The i3 530 is a cheaper and better alternative...do more with less heat.

Intel Core i3-530 Clarkdale 2.93GHz 4MB L3 Cache L...

GIGABYTE GA-H55M-S2V LGA 1156 Intel H55 Micro ATX ...

Do you really even need a graphics card? Why not use the on-chip graphics of the i3?


----------



## TSX420J (Oct 23, 2010)

boogah said:


> Bluray playability doesn't lie in the firmware it's the software like powerdvd and windvd and such that allows you to play newer protected titles.

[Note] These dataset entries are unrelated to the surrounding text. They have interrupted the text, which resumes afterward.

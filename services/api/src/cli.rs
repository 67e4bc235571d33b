use crate::demo::{run_demo, run_recommend, DemoArgs, RecommendArgs};
use crate::server;
use clap::{Args, Parser, Subcommand};
use jobmatch::error::AppError;

#[derive(Parser, Debug)]
#[command(
    name = "Job Board Matcher",
    about = "Run and demonstrate the job recommendation service from the command line",
    version
)]
struct Cli {
    #[command(subcommand)]
    command: Option<Command>,
}

#[derive(Subcommand, Debug)]
enum Command {
    /// Start the HTTP service (default command)
    Serve(ServeArgs),
    /// Inspect the recommendation engine against the demo fixture
    Matcher {
        #[command(subcommand)]
        command: MatcherCommand,
    },
    /// Run an end-to-end CLI demo covering recommendations and swiping
    Demo(DemoArgs),
}

#[derive(Subcommand, Debug)]
enum MatcherCommand {
    /// Print the ranked recommendation batch for a fixture seeker
    Recommend(RecommendArgs),
}

#[derive(Args, Debug, Default)]
pub(crate) struct ServeArgs {
    /// Override the configured host for the HTTP server
    #[arg(long)]
    pub(crate) host: Option<String>,
    /// Override the configured port for the HTTP server
    #[arg(long)]
    pub(crate) port: Option<u16>,
}

pub(crate) async fn run() -> Result<(), AppError> {
    let cli = Cli::parse();
    let command = cli
        .command
        .unwrap_or_else(|| Command::Serve(ServeArgs::default()));

    match command {
        Command::Serve(args) => server::run(args).await,
        Command::Matcher {
            command: MatcherCommand::Recommend(args),
        } => run_recommend(args),
        Command::Demo(args) => run_demo(args),
    }
}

oh, well cyberlink lied then. They told me that I needed a firmware update to view newer 
BD's because avatar wouldnt play and tropic thunder would. I hate that BD's have 
all that security crap, that makes it worse for the consumer at times.


----------



## TSX420J (Oct 23, 2010)

boogah said:


> get one of these bundle instead.
> 
> http://www.microcenter.com/specials/promotions/1005_AMDbundlePROMO.html
> 
> ...



Nice Deal!! Thanks!


----------



## TSX420J (Oct 23, 2010)

HEC 6K28BB8F Black 0.8mm SECC Steel MicroATX Mini ...

Rosewill Green Series RG530-S12 530W Continuous @4...

Foxconn A74ML-K AM3/AM2+/AM2 AMD 740G Micro ATX AM... <--- Different Mobo DDR 2 so I can reuse my old ram

AMD Phenom II X2 545 Callisto 3.0GHz 2 x 512KB L2 ...

G.SKILL NS 4GB (2 x 2GB) 240-Pin DDR3 SDRAM DDR3 1...

LITE-ON Black 4X BD-ROM 8X DVD-ROM 32X CD-ROM SATA...

COOLER MASTER DK9-7E52A-0L-GP CPU Cooler


Price Now 292 Shipping included 

Now Debating on buying a GTX 470 for my Desktop and putting my GTX 260 in the HTPC,

Or, going the cheaper route and buying one of these or go even cheaper and get one of these . I am thinking if I will be gaming on this thing or not.

Also does anyone know of a good low cost PCI HD TV Tuner? Thanks you people ROCK!!!!!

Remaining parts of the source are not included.